The immediacy of It’s Lovely, Come On In stems directly from its origins. “We just didn’t have time to question a lot of decisions,” they say of their Laylow residency. “It was really beneficial because a lot of it was based purely on instincts as a group.” That urgency thrums through the record: “We Don’t Speak Anymore” lashes out with a one-day’s work volatility, while “Funny Girl” strips everything to bare confessions. Immy recalls, “The lyrics were pulled from a vulnerable notes app entry I’d made a while back… I felt like I’d given a very raw and real bit of myself to the process. I felt more glued-in after that.”
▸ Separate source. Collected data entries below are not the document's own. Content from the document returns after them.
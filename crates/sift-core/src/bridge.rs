//! Bridge from monitor events to index updates.
//!
//! `IndexBridge` is the [`ChangeHandler`] a monitor drives. It reads changed
//! files through a [`FileDecoder`] and applies the result to a shared
//! [`ConcurrentIndex`]. It is also where the two sides are reconciled:
//!
//! - an unreadable file on added/modified (usually deleted between detection
//!   and read) is skipped and logged
//! - an added event for a file already in the index refreshes its content
//! - a modified event for a file the index does not know adds it instead

use crate::backend::ChangeHandler;
use crate::concurrent::ConcurrentIndex;
use crate::decoder::FileDecoder;
use crate::error::SiftError;
use crate::types::DecodedFile;
use std::path::Path;
use std::sync::Arc;
use tracing::{debug, warn};

/// Applies monitor events to a concurrent index.
pub struct IndexBridge {
    index: Arc<ConcurrentIndex>,
    decoder: Arc<dyn FileDecoder>,
}

impl IndexBridge {
    /// Create a bridge updating `index`, reading files with `decoder`.
    pub fn new(index: Arc<ConcurrentIndex>, decoder: Arc<dyn FileDecoder>) -> Self {
        IndexBridge { index, decoder }
    }

    /// The index this bridge updates
    pub fn index(&self) -> &Arc<ConcurrentIndex> {
        &self.index
    }

    fn read(&self, path: &Path, kind: &str) -> Option<DecodedFile> {
        match self.decoder.decode(path) {
            Ok(file) => Some(file),
            Err(e) => {
                let err = SiftError::decode(path, e);
                if err.is_vanished_file() {
                    debug!(path = %path.display(), event = kind, "Changed file vanished before read");
                } else {
                    warn!(
                        path = %path.display(),
                        event = kind,
                        error = %err,
                        "Cannot read changed file, skipping"
                    );
                }
                None
            }
        }
    }
}

impl ChangeHandler for IndexBridge {
    fn on_added(&self, path: &Path, is_dir: bool) -> anyhow::Result<()> {
        if is_dir {
            // Contents arrive as their own added events.
            debug!(path = %path.display(), "Directory added");
            return Ok(());
        }

        let Some(file) = self.read(path, "added") else {
            return Ok(());
        };

        // Upsert so a concurrent removal cannot strand a refresh.
        let changed = self.index.upsert_file(file)?;
        debug!(path = %path.display(), changed, "File added");
        Ok(())
    }

    fn on_removed(&self, path: &Path, is_dir: bool) -> anyhow::Result<()> {
        if is_dir {
            let removed = self.index.remove_directory(path);
            debug!(path = %path.display(), removed, "Directory removed");
        } else if !self.index.remove_file(path) {
            debug!(path = %path.display(), "Removed file was not indexed");
        }
        Ok(())
    }

    fn on_modified(&self, path: &Path) -> anyhow::Result<()> {
        let Some(file) = self.read(path, "modified") else {
            return Ok(());
        };

        match self.index.handle_file_modification(file.clone()) {
            Ok(changed) => {
                debug!(path = %path.display(), changed, "File re-indexed");
                Ok(())
            }
            Err(SiftError::InconsistentIndex { reason, .. }) => {
                warn!(
                    path = %path.display(),
                    reason = %reason,
                    "Modified file was not indexed, adding it"
                );
                self.index.add_file(file);
                Ok(())
            }
            Err(e) => Err(e.into()),
        }
    }
}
During those weeks holed up at Laylow, the band also immersed themselves in shared listening sessions that seeped into the creative process. “BritneyIn The Zone. RadioheadTKOL RMX 1234567. Massive AttackMezzanine,” they list, alongside Metronomy and other 90s touchstones. You can hear that spectrum play out across the album. “Party”’s dance-floor surge echoes Britney’s pop ambition, while “Something For My Head” channels trip hop’s heavy-lidded tension. “’Something For My Head’ or ‘Horseshow’,” they reflect, “both capture the basement of Laylow in different ways… it was November, freezing cold, we were the only ones in the building.” That sense of isolation is baked into the tracks themselves, a reminder of the peculiar environment that birthed them.

thredd feel right at home with Scenic Route

What holds the album together is a refusal to sand down the edges. “The album never really got mixed,” they admit. “All the sounds and layers in it exist as they were recorded in, with barely any tweaking afterwards. Long live compression.” Scenic Route, the label behind the release, has built its reputation on spotlighting artists who thrive in the margins, and thredd feel right at home there. It’s Lovely, Come On In doesn’t posture as a grand statement: it’s too immediate, too unvarnished for that. Instead, it captures a fleeting moment of collaboration and survival, a snapshot of three musicians throwing their ideas into the air and watching them land in uncanny harmony.

And that atmosphere remains tethered to place. Asked to name one location that embodies the record, the band are quick to answer: “Laylow, specifically the room at the top where there were old clothes, bottles of booze, mannequins and a massive bath.” Like that room, the album is cluttered and uncanny, but charged with unexpected magic. It’s not a debut that tries to prove too much, it just opens the door and invites you into its peculiar vibe.